[Collected data entries]
*** Block opens ***
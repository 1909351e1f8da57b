use crate::api::collaboration::error::CollaborationError;
use crate::api::collaboration::interfaces::{
    ActionRequest, CancelRequest, CollaborationView, CreateCollaborationRequest,
    RecordPaymentRequest, UpdateCollaborationRequest,
};
use crate::database::app_user::User;
use crate::database::collaboration_store::CollaborationStore;
use crate::database::user_store::UserStore;
use crate::utils::{collab_code, nice_id};
use app_state::constants;
use chrono::{DateTime, Utc};
use common_types::{
    Action, ActorRole, BucketedCollaborations, CancellationDraft, Collaboration, OpeningRequest,
    Participant, StatusBucket, TransitionError,
};
use rust_decimal::Decimal;
use sqlx::{Executor, PgPool, Postgres};
use tracing::{info, instrument};

/// Wraps a collaboration with what `viewer` may do with it right now.
#[must_use]
pub fn to_view(
    collaboration: Collaboration,
    viewer: ActorRole,
    cancellation_penalty: Decimal,
    now: DateTime<Utc>,
) -> CollaborationView {
    let permitted_actions = collaboration.permitted_actions(viewer, now);
    let cancellation_penalty = if permitted_actions.contains(&Action::Cancel) {
        CancellationDraft::penalty_notice(cancellation_penalty)
    } else {
        None
    };
    CollaborationView {
        bucket: StatusBucket::of(&collaboration.status),
        viewer_role: viewer,
        permitted_actions,
        cancellation_penalty,
        collaboration,
    }
}

/// Loads a collaboration the user takes part in. Other users get a 404.
pub(crate) async fn load_as_participant(
    executor: impl Executor<'_, Database = Postgres>,
    user: &User,
    collaboration_id: &str,
) -> Result<(Collaboration, ActorRole), CollaborationError> {
    let collaboration = CollaborationStore::find_by_id(executor, collaboration_id)
        .await?
        .ok_or_else(|| CollaborationError::NotFound(collaboration_id.to_owned()))?;
    let role = collaboration
        .role_of(user.id)
        .ok_or_else(|| CollaborationError::NotFound(collaboration_id.to_owned()))?;
    Ok((collaboration, role))
}

async fn load_any(
    executor: impl Executor<'_, Database = Postgres>,
    collaboration_id: &str,
) -> Result<Collaboration, CollaborationError> {
    CollaborationStore::find_by_id(executor, collaboration_id)
        .await?
        .ok_or_else(|| CollaborationError::NotFound(collaboration_id.to_owned()))
}

/// Persists a transition applied to `updated`, which was read as `original`.
pub(crate) async fn persist(
    executor: impl Executor<'_, Database = Postgres>,
    original: &Collaboration,
    updated: &Collaboration,
) -> Result<Collaboration, CollaborationError> {
    CollaborationStore::save_transition(executor, updated, &original.status, original.updated_at)
        .await?
        .ok_or_else(|| {
            CollaborationError::Conflict(format!(
                "collaboration {} was changed by another request, reload and try again",
                original.id
            ))
        })
}

#[instrument(skip(pool, user), fields(user_id = user.id))]
pub async fn list_collaborations(
    pool: &PgPool,
    user: &User,
    bucket: Option<StatusBucket>,
    cancellation_penalty: Decimal,
) -> Result<Vec<CollaborationView>, CollaborationError> {
    let now = Utc::now();
    let collaborations = CollaborationStore::list_for_user(pool, user.id).await?;
    Ok(collaborations
        .into_iter()
        .filter_map(|c| {
            let role = c.role_of(user.id)?;
            Some(to_view(c, role, cancellation_penalty, now))
        })
        .filter(|view| bucket.is_none_or(|b| view.bucket == b))
        .collect())
}

/// The user's collaborations grouped into list tabs.
#[instrument(skip(pool, user), fields(user_id = user.id))]
pub async fn list_tabs(
    pool: &PgPool,
    user: &User,
    cancellation_penalty: Decimal,
) -> Result<BucketedCollaborations<CollaborationView>, CollaborationError> {
    let views = list_collaborations(pool, user, None, cancellation_penalty).await?;
    let mut tabs = BucketedCollaborations::default();
    for view in views {
        tabs.push(view.bucket, view);
    }
    Ok(tabs)
}

#[instrument(skip(pool, user), fields(user_id = user.id))]
pub async fn get_collaboration(
    pool: &PgPool,
    user: &User,
    collaboration_id: &str,
    cancellation_penalty: Decimal,
) -> Result<CollaborationView, CollaborationError> {
    let (collaboration, role) = load_as_participant(pool, user, collaboration_id).await?;
    Ok(to_view(collaboration, role, cancellation_penalty, Utc::now()))
}

#[instrument(skip(pool, user, request), fields(user_id = user.id, kind = %request.kind))]
pub async fn create_collaboration(
    pool: &PgPool,
    user: &User,
    request: CreateCollaborationRequest,
    cancellation_penalty: Decimal,
) -> Result<CollaborationView, CollaborationError> {
    if request.title.trim().is_empty() {
        return Err(CollaborationError::BadRequest("title is required".into()));
    }
    let counterparty = UserStore::find_by_id(pool, request.counterparty_id)
        .await?
        .ok_or_else(|| {
            CollaborationError::NotFound(format!("user {}", request.counterparty_id))
        })?;

    let now = Utc::now();
    let db = &constants().database;
    let opening = OpeningRequest {
        kind: request.kind,
        creator: Participant {
            user_id: user.id,
            role: user.marketplace_role,
        },
        counterparty: Participant {
            user_id: counterparty.id,
            role: counterparty.marketplace_role,
        },
        title: request.title.trim().to_owned(),
        description: request.description,
        start_date: request.start_date,
        end_date: request.end_date,
        amount: request.amount,
    };
    let collaboration = Collaboration::open(
        nice_id(db.record_id_length),
        Some(collab_code(request.kind.code_prefix(), db.collab_code_length)),
        opening,
        now,
    )?;

    let created = CollaborationStore::create(pool, &collaboration).await?;
    info!(
        collaboration_id = %created.id,
        status = %created.status,
        "Collaboration opened"
    );
    Ok(to_view(created, user.marketplace_role, cancellation_penalty, now))
}

/// Edits descriptive fields. Only allowed while the terms are still being negotiated.
#[instrument(skip(pool, user, request), fields(user_id = user.id))]
pub async fn update_collaboration(
    pool: &PgPool,
    user: &User,
    collaboration_id: &str,
    request: UpdateCollaborationRequest,
    cancellation_penalty: Decimal,
) -> Result<CollaborationView, CollaborationError> {
    let (collaboration, role) = load_as_participant(pool, user, collaboration_id).await?;
    if !collaboration.status.is_offer_stage() {
        return Err(CollaborationError::Conflict(format!(
            "collaboration can no longer be edited while it is {}",
            collaboration.status
        )));
    }
    if request.title.as_deref().is_some_and(|t| t.trim().is_empty()) {
        return Err(CollaborationError::BadRequest("title cannot be empty".into()));
    }
    let start = request.start_date.or(collaboration.start_date);
    let end = request.end_date.or(collaboration.end_date);
    if let (Some(start), Some(end)) = (start, end) {
        if end < start {
            return Err(TransitionError::InvalidSchedule.into());
        }
    }

    let updated = CollaborationStore::update_details(
        pool,
        collaboration_id,
        request.title.map(|t| t.trim().to_owned()),
        request.description,
        request.start_date,
        request.end_date,
    )
    .await?
    .ok_or_else(|| {
        CollaborationError::Conflict(format!(
            "collaboration {collaboration_id} left the offer stage before the edit was applied"
        ))
    })?;
    Ok(to_view(updated, role, cancellation_penalty, Utc::now()))
}

/// Removes a completed or rejected collaboration from the user's history.
#[instrument(skip(pool, user), fields(user_id = user.id))]
pub async fn delete_collaboration(
    pool: &PgPool,
    user: &User,
    collaboration_id: &str,
) -> Result<(), CollaborationError> {
    let (collaboration, role) = load_as_participant(pool, user, collaboration_id).await?;
    if !collaboration.is_deletable() {
        return Err(TransitionError::NotPermitted {
            action: Action::Delete,
            role,
            status: collaboration.status,
        }
        .into());
    }
    if !CollaborationStore::delete_terminal(pool, collaboration_id).await? {
        return Err(CollaborationError::Conflict(format!(
            "collaboration {collaboration_id} changed before it could be deleted"
        )));
    }
    info!(collaboration_id, "Collaboration deleted");
    Ok(())
}

/// Applies one negotiation or work step for the acting participant.
#[instrument(skip(pool, user, request), fields(user_id = user.id, action = %request.action))]
pub async fn perform_action(
    pool: &PgPool,
    user: &User,
    collaboration_id: &str,
    request: ActionRequest,
    cancellation_penalty: Decimal,
) -> Result<CollaborationView, CollaborationError> {
    let (original, role) = load_as_participant(pool, user, collaboration_id).await?;
    let now = Utc::now();
    let mut updated = original.clone();
    let reason = request.reason.as_deref().unwrap_or_default();

    match request.action {
        Action::Accept => updated.accept_offer(role, now)?,
        Action::Counter => {
            let amount = request.amount.ok_or_else(|| {
                CollaborationError::BadRequest("an amount is required to counter".into())
            })?;
            updated.counter_offer(role, amount, now)?;
        }
        Action::Reject => updated.reject(role, reason, now)?,
        Action::StartWork => updated.start_work(role, now)?,
        Action::CompleteWork => updated.complete_work(role, request.deliverable_url, now)?,
        Action::MarkComplete => updated.mark_complete(role, now)?,
        Action::Dispute => updated.dispute(role, reason, now)?,
        Action::ApproveRelease => updated.approve_release(role, now)?,
        Action::RequestRefund => updated.request_refund(role, request.reason.as_deref(), now)?,
        Action::Cancel => {
            return Err(CollaborationError::BadRequest(
                "cancellations go through the cancel endpoint".into(),
            ));
        }
        Action::PayNow => {
            return Err(CollaborationError::BadRequest(
                "payments go through the payment endpoint".into(),
            ));
        }
        Action::RequestPayout => {
            return Err(CollaborationError::BadRequest(
                "payouts go through the payout endpoint".into(),
            ));
        }
        Action::Delete => {
            return Err(CollaborationError::BadRequest(
                "use DELETE on the collaboration".into(),
            ));
        }
        action @ (Action::Message | Action::AwaitPayment) => {
            return Err(CollaborationError::BadRequest(format!(
                "'{action}' does not change the collaboration"
            )));
        }
    }

    let saved = persist(pool, &original, &updated).await?;
    info!(
        collaboration_id,
        from = %original.status,
        to = %saved.status,
        "Collaboration transition"
    );
    Ok(to_view(saved, role, cancellation_penalty, now))
}

/// Cancels a collaboration. A configured penalty must be acknowledged first.
#[instrument(skip(pool, user, request), fields(user_id = user.id))]
pub async fn cancel_collaboration(
    pool: &PgPool,
    user: &User,
    collaboration_id: &str,
    request: CancelRequest,
    cancellation_penalty: Decimal,
) -> Result<CollaborationView, CollaborationError> {
    let (original, role) = load_as_participant(pool, user, collaboration_id).await?;
    let now = Utc::now();
    if !original.permitted_actions(role, now).contains(&Action::Cancel) {
        return Err(TransitionError::NotPermitted {
            action: Action::Cancel,
            role,
            status: original.status,
        }
        .into());
    }

    let ticket = CancellationDraft::validate(
        &request.reason,
        cancellation_penalty,
        request.acknowledge_penalty,
    )?;
    let mut updated = original.clone();
    updated.cancel(role, ticket, now)?;

    let saved = persist(pool, &original, &updated).await?;
    info!(collaboration_id, penalty = ?saved.penalty_amount, "Collaboration cancelled");
    Ok(to_view(saved, role, cancellation_penalty, now))
}

/// Records the payer's payment once the gateway confirmed it.
#[instrument(skip(pool, user, request), fields(user_id = user.id))]
pub async fn record_payment(
    pool: &PgPool,
    user: &User,
    collaboration_id: &str,
    request: RecordPaymentRequest,
    cancellation_penalty: Decimal,
) -> Result<CollaborationView, CollaborationError> {
    let transaction_id = request.transaction_id.trim();
    if transaction_id.is_empty() {
        return Err(CollaborationError::BadRequest(
            "transactionId is required".into(),
        ));
    }
    let (original, role) = load_as_participant(pool, user, collaboration_id).await?;
    let now = Utc::now();
    let mut updated = original.clone();
    updated.record_payment(role, request.amount, transaction_id, now)?;

    let saved = persist(pool, &original, &updated).await?;
    info!(collaboration_id, transaction_id, "Payment recorded");
    Ok(to_view(saved, role, cancellation_penalty, now))
}

/// Admin: hands a disputed collaboration back to the brand for a decision.
#[instrument(skip(pool))]
pub async fn review_dispute(
    pool: &PgPool,
    collaboration_id: &str,
) -> Result<Collaboration, CollaborationError> {
    let original = load_any(pool, collaboration_id).await?;
    let mut updated = original.clone();
    updated.review_dispute(Utc::now())?;
    persist(pool, &original, &updated).await
}

/// Admin: approves or denies a refund request.
#[instrument(skip(pool))]
pub async fn resolve_refund(
    pool: &PgPool,
    collaboration_id: &str,
    approve: bool,
) -> Result<Collaboration, CollaborationError> {
    let original = load_any(pool, collaboration_id).await?;
    let mut updated = original.clone();
    updated.resolve_refund(approve, Utc::now())?;
    let saved = persist(pool, &original, &updated).await?;
    info!(collaboration_id, approve, "Refund resolved");
    Ok(saved)
}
*** Block closes ***
- _Activity_
Among the lines of the records above, count those holding the string "description", and report only the number.

- _Response_
2